A Team In Japan Completed AI Training In 15 Minutes, Beating Facebook's 1 Hour Record

Since we know that AI can be trained, many companies have made themselves a member in the AI race.

Back in summer 2017, Facebook was able to fully train an image processing AI in an hour, using 256 GPUs. Then a group from University of California, Berkeley, the University of California, Davis and the Texas Advanced Computing Center accomplished the complete training of a ResNet-50 model in 32 minutes, using 1600 Skylake processors, surpassing Facebook's record.

Then a team at Preferred Networks in Japan did it in 15 minutes using the distributed learning package ChainerMN and a large-scale parallel supercomputer comprised of 1024 Nvidia Tesla GPUs.

According to a white paper published by Takuya Akiba, Shuji Suzuki, Keisuke Fukuda, the team built on the work previously done by Facebook’s researchers.

But in order to reduce the training times, researchers chain processors together to harness their combined power, and the key difference is that the Japanese company used 32,768 minibatch, as opposed to Facebook that used a minibatch of 8,192.

"We demonstrate that training ResNet-50 on ImageNet for 90 epochs can be achieved in 15 minutes with 1024 Tesla P100 GPUs.
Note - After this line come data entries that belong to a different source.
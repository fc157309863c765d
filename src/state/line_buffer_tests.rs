//! Tests for word wrapping and the history buffer.

use super::*;
use crate::model::EntryKind;
use chrono::{Local, TimeZone};

fn wrap(text: &str, width: usize) -> Vec<String> {
    wrap_entry(text, width).expect("wrap should not violate invariants")
}

// ===== wrap_entry =====

#[test]
fn greedy_fill_keeps_trailing_space_on_full_lines() {
    assert_eq!(wrap("the quick brown fox", 10), vec!["the quick ", "brown fox"]);
}

#[test]
fn oversized_token_is_chunked() {
    assert_eq!(wrap("superlongword", 5), vec!["super", "longw", "ord"]);
}

#[test]
fn filling_continues_after_partial_chunk() {
    assert_eq!(wrap("superlongword a", 6), vec!["superl", "ongwor", "d a"]);
}

#[test]
fn oversized_token_flushes_pending_line() {
    assert_eq!(wrap("hi abcdefgh", 4), vec!["hi ", "abcd", "efgh"]);
}

#[test]
fn token_exactly_width_fills_its_own_line() {
    assert_eq!(wrap("abcde fg", 5), vec!["abcde", "fg"]);
}

#[test]
fn short_text_is_one_line() {
    assert_eq!(wrap("hello", 80), vec!["hello"]);
}

#[test]
fn empty_text_is_one_empty_line() {
    assert_eq!(wrap("", 10), vec![""]);
}

#[test]
fn zero_width_produces_nothing() {
    assert!(wrap("anything at all", 0).is_empty());
}

#[test]
fn width_one_puts_each_char_on_a_line() {
    assert_eq!(wrap("ab c", 1), vec!["a", "b", "c"]);
}

#[test]
fn consecutive_spaces_are_preserved_as_empty_tokens() {
    assert_eq!(wrap("a  b", 10), vec!["a  b"]);
}

#[test]
fn lengths_are_counted_in_characters() {
    // four 2-byte chars fit a width of 4
    assert_eq!(wrap("\u{e9}\u{e9}\u{e9}\u{e9}", 4), vec!["\u{e9}\u{e9}\u{e9}\u{e9}"]);
}

#[test]
fn no_line_exceeds_width() {
    let text = "--- Welcome to the light transceiver client, have a nice session ---";
    for width in 1..40 {
        for line in wrap(text, width) {
            assert!(
                line.chars().count() <= width,
                "{:?} exceeds width {}",
                line,
                width
            );
        }
    }
}

#[test]
fn joined_lines_reconstruct_words() {
    let text = "the quick brown fox jumps over the lazy dog";
    let lines = wrap(text, 12);
    let joined: String = lines.concat();
    let words: Vec<&str> = joined.split_whitespace().collect();
    assert_eq!(words, text.split(' ').collect::<Vec<_>>());
}

// ===== wrap_all =====

fn fixed_entry(kind: EntryKind, body: &str) -> LogicalEntry {
    let ts = Local.with_ymd_and_hms(2024, 1, 1, 12, 30, 0).unwrap();
    LogicalEntry::at(kind, body, ts)
}

#[test]
fn wrap_all_tags_lines_with_entry_index() {
    let entries = vec![
        fixed_entry(EntryKind::System, "Welcome"),
        fixed_entry(EntryKind::User, "hello there"),
    ];
    let lines = wrap_all(&entries, 13).unwrap();

    assert_eq!(
        lines,
        vec![
            DisplayLine {
                entry: 0,
                text: "--- Welcome ".to_string()
            },
            DisplayLine {
                entry: 0,
                text: "---".to_string()
            },
            DisplayLine {
                entry: 1,
                text: "[12:30] You: ".to_string()
            },
            DisplayLine {
                entry: 1,
                text: "hello there".to_string()
            },
        ]
    );
}

// ===== LineBuffer =====

#[test]
fn append_regenerates_lines() {
    let mut buffer = LineBuffer::new(80);
    buffer.append(fixed_entry(EntryKind::System, "one")).unwrap();
    buffer.append(fixed_entry(EntryKind::System, "two")).unwrap();

    assert_eq!(buffer.entries().len(), 2);
    assert_eq!(buffer.line_count(), 2);
    assert_eq!(buffer.lines()[1].text, "--- two ---");
}

#[test]
fn rewrap_recomputes_from_raw_entries() {
    let mut buffer = LineBuffer::new(80);
    buffer
        .append(fixed_entry(EntryKind::System, "the quick brown fox"))
        .unwrap();
    assert_eq!(buffer.line_count(), 1);

    buffer.rewrap(10).unwrap();
    let texts: Vec<&str> = buffer.lines().iter().map(|l| l.text.as_str()).collect();
    assert_eq!(texts, vec!["--- the ", "quick ", "brown fox ", "---"]);

    buffer.rewrap(80).unwrap();
    assert_eq!(buffer.line_count(), 1);
    assert_eq!(buffer.lines()[0].text, "--- the quick brown fox ---");
}

#[test]
fn rewrap_at_same_width_is_idempotent() {
    let mut buffer = LineBuffer::new(7);
    buffer
        .append(fixed_entry(EntryKind::Error, "Unknown command: /frobnicate"))
        .unwrap();
    let first = buffer.lines().to_vec();
    buffer.rewrap(7).unwrap();
    assert_eq!(buffer.lines(), first.as_slice());
}

#[test]
fn visible_window_is_clipped() {
    let mut buffer = LineBuffer::new(80);
    for i in 0..5 {
        buffer
            .append(fixed_entry(EntryKind::System, &format!("line {}", i)))
            .unwrap();
    }
    assert_eq!(buffer.visible(3, 10).len(), 2);
    assert_eq!(buffer.visible(3, 10)[0].text, "--- line 3 ---");
    assert!(buffer.visible(9, 10).is_empty());
}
This was made possible by using a large minibatch size of 32k. To maintain accuracy with this large minibatch size, we employed several techniques such as RMSprop warm-up, batch normalization without moving averages, and a slow-start learning rate schedule."

So by increasing the minibatch size and using four times as many GPUs allowed the Preferred Networks to reach the record time.

The team found that the primary challenge was the optimization difficulty at the start of training.

To address this issue, they start the training with RMSprop, then gradually transition to SGD.

With Slow-Start Learning Rate Schedule, the AI can overcome the initial optimization difficulty. The team used a slightly modified learning rate schedule with a longer initial phase and lower initial learning rate. Then with Batch Normalization without Moving Averages, the team used larger minibatch sizes.

The batch normalization was to move averages of the mean and the variance that became inaccurate estimates of the actual mean and variance.

To cope with this problem, the team only considered the last minibatch, instead of the moving average, and used all-reduce communication on these statistics to obtain the average over all workers before validation.

As a result, after training on 90 epochs using 1024 GPUs, the top-1 single-crop accuracy on the validation images was 74.94 percent ± 0.09. This accuracy is comparable to that of previous results using ResNet-50. Therefore, it shows that ResNet-50 can be trained on ImageNet with a minibatch size much larger than what Facebook had, without severely degrading the accuracy.

This validated the team's claim that training of ResNet-50 can be successfully completed in 15 minutes.

Published:

21/11/2017